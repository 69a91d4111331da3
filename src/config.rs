//! Configuration file parser for ~/.config/novella/config.toml.
//!
//! The config file is optional: a missing file yields `Config::default()`.
//! Unknown keys are accepted, with a warning in the log to catch typos.
use crate::api::{DEFAULT_BASE_URL, DEFAULT_TIMEOUT};
use crate::feed::DEFAULT_THRESHOLD;
use secrecy::SecretString;
use serde::Deserialize;
use std::collections::HashMap;
use std::path::Path;
use std::time::Duration;
use thiserror::Error;

/// Environment variable that overrides `api_key`.
pub const API_KEY_ENV: &str = "NOVELLA_API_KEY";

pub const DEFAULT_SITE_URL: &str = "https://prpropertystore.com";

// ============================================================================
// Error Types
// ============================================================================

#[derive(Debug, Error)]
pub enum ConfigError {
    #[error("Failed to read config file: {0}")]
    Io(#[from] std::io::Error),

    #[error("Invalid TOML in config file: {0}")]
    Parse(#[from] toml::de::Error),

    #[error("Config file too large: {0}")]
    TooLarge(String),
}

// ============================================================================
// Configuration
// ============================================================================

/// Application configuration. Any subset of keys may be given.
///
/// Debug output masks `api_key`.
#[derive(Clone, Deserialize)]
#[serde(default)]
pub struct Config {
    /// Catalog API root, e.g. `https://prpropertystore.com/api`.
    pub api_base_url: String,

    /// Public web site, used for "open in browser".
    pub site_url: String,

    /// Sent as `X-API-KEY`. `NOVELLA_API_KEY` takes precedence.
    pub api_key: Option<String>,

    /// Per-request timeout in seconds.
    pub request_timeout_secs: u64,

    /// Rows from the bottom of the list that count as "near bottom".
    pub scroll_threshold: u16,

    /// "dark" or "light".
    pub theme: String,

    /// Keybinding overrides: action name → key string.
    pub keybindings: HashMap<String, String>,
}

impl Default for Config {
    fn default() -> Self {
        Self {
            api_base_url: DEFAULT_BASE_URL.to_string(),
            site_url: DEFAULT_SITE_URL.to_string(),
            api_key: None,
            request_timeout_secs: DEFAULT_TIMEOUT.as_secs(),
            scroll_threshold: DEFAULT_THRESHOLD as u16,
            theme: "dark".to_string(),
            keybindings: HashMap::new(),
        }
    }
}

impl std::fmt::Debug for Config {
    fn fmt(&self, f: &mut std::fmt::Formatter<'_>) -> std::fmt::Result {
        f.debug_struct("Config")
            .field("api_base_url", &self.api_base_url)
            .field("site_url", &self.site_url)
            .field("api_key", &self.api_key.as_ref().map(|_| "[REDACTED]"))
            .field("request_timeout_secs", &self.request_timeout_secs)
            .field("scroll_threshold", &self.scroll_threshold)
            .field("theme", &self.theme)
            .field("keybindings", &self.keybindings)
            .finish()
    }
}

const KNOWN_KEYS: [&str; 7] = [
    "api_base_url",
    "site_url",
    "api_key",
    "request_timeout_secs",
    "scroll_threshold",
    "theme",
    "keybindings",
];

impl Config {
    const MAX_FILE_SIZE: u64 = 1_048_576;

    /// Load configuration from a TOML file.
    ///
    /// - Missing or empty file → `Ok(Config::default())`
    /// - Invalid TOML → `Err(ConfigError::Parse)` with line info
    /// - File over 1 MB → `Err(ConfigError::TooLarge)`
    pub fn load(path: &Path) -> Result<Self, ConfigError> {
        match std::fs::metadata(path) {
            Ok(meta) if meta.len() > Self::MAX_FILE_SIZE => {
                return Err(ConfigError::TooLarge(format!(
                    "Config file is {} bytes (max {} bytes)",
                    meta.len(),
                    Self::MAX_FILE_SIZE
                )));
            }
            Err(e) if e.kind() == std::io::ErrorKind::NotFound => {
                tracing::debug!(path = %path.display(), "No config file found, using defaults");
                return Ok(Self::default());
            }
            Err(e) => return Err(ConfigError::Io(e)),
            Ok(_) => {}
        }

        let content = match std::fs::read_to_string(path) {
            Ok(c) => c,
            Err(e) if e.kind() == std::io::ErrorKind::NotFound => {
                tracing::debug!(path = %path.display(), "Config file disappeared, using defaults");
                return Ok(Self::default());
            }
            Err(e) => return Err(ConfigError::Io(e)),
        };

        Self::parse(&content)
    }

    /// Parse configuration from TOML text.
    pub fn parse(content: &str) -> Result<Self, ConfigError> {
        if content.trim().is_empty() {
            return Ok(Self::default());
        }

        if let Ok(raw) = content.parse::<toml::Table>() {
            for key in raw.keys() {
                if !KNOWN_KEYS.contains(&key.as_str()) {
                    tracing::warn!(key = %key, "Unknown key in config file, ignoring");
                }
            }
        }

        let config: Config = toml::from_str(content)?;
        tracing::info!(
            api_base_url = %config.api_base_url,
            theme = %config.theme,
            "Loaded configuration"
        );
        Ok(config)
    }

    /// API key, preferring the environment over the file.
    pub fn resolve_api_key(&self) -> Option<SecretString> {
        let from_env = std::env::var(API_KEY_ENV)
            .ok()
            .filter(|key| !key.trim().is_empty());
        from_env
            .or_else(|| self.api_key.clone())
            .map(SecretString::from)
    }

    /// Request timeout, never zero.
    pub fn request_timeout(&self) -> Duration {
        Duration::from_secs(self.request_timeout_secs.max(1))
    }
}

// ============================================================================
// Tests
// ============================================================================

★ ★ ★ ★

■ Task objective ■
In the entries above, find the line with "with line info" and the line with "for key in raw.keys()", then restate word for word both of them and every line between, with nothing more.

■ Result for this task ■
    /// - Invalid TOML → `Err(ConfigError::Parse)` with line info
    /// - File over 1 MB → `Err(ConfigError::TooLarge)`
    pub fn load(path: &Path) -> Result<Self, ConfigError> {
        match std::fs::metadata(path) {
            Ok(meta) if meta.len() > Self::MAX_FILE_SIZE => {
                return Err(ConfigError::TooLarge(format!(
                    "Config file is {} bytes (max {} bytes)",
                    meta.len(),
                    Self::MAX_FILE_SIZE
                )));
            }
            Err(e) if e.kind() == std::io::ErrorKind::NotFound => {
                tracing::debug!(path = %path.display(), "No config file found, using defaults");
                return Ok(Self::default());
            }
            Err(e) => return Err(ConfigError::Io(e)),
            Ok(_) => {}
        }

        let content = match std::fs::read_to_string(path) {
            Ok(c) => c,
            Err(e) if e.kind() == std::io::ErrorKind::NotFound => {
                tracing::debug!(path = %path.display(), "Config file disappeared, using defaults");
                return Ok(Self::default());
            }
            Err(e) => return Err(ConfigError::Io(e)),
        };

        Self::parse(&content)
    }

    /// Parse configuration from TOML text.
    pub fn parse(content: &str) -> Result<Self, ConfigError> {
        if content.trim().is_empty() {
            return Ok(Self::default());
        }

        if let Ok(raw) = content.parse::<toml::Table>() {
            for key in raw.keys() {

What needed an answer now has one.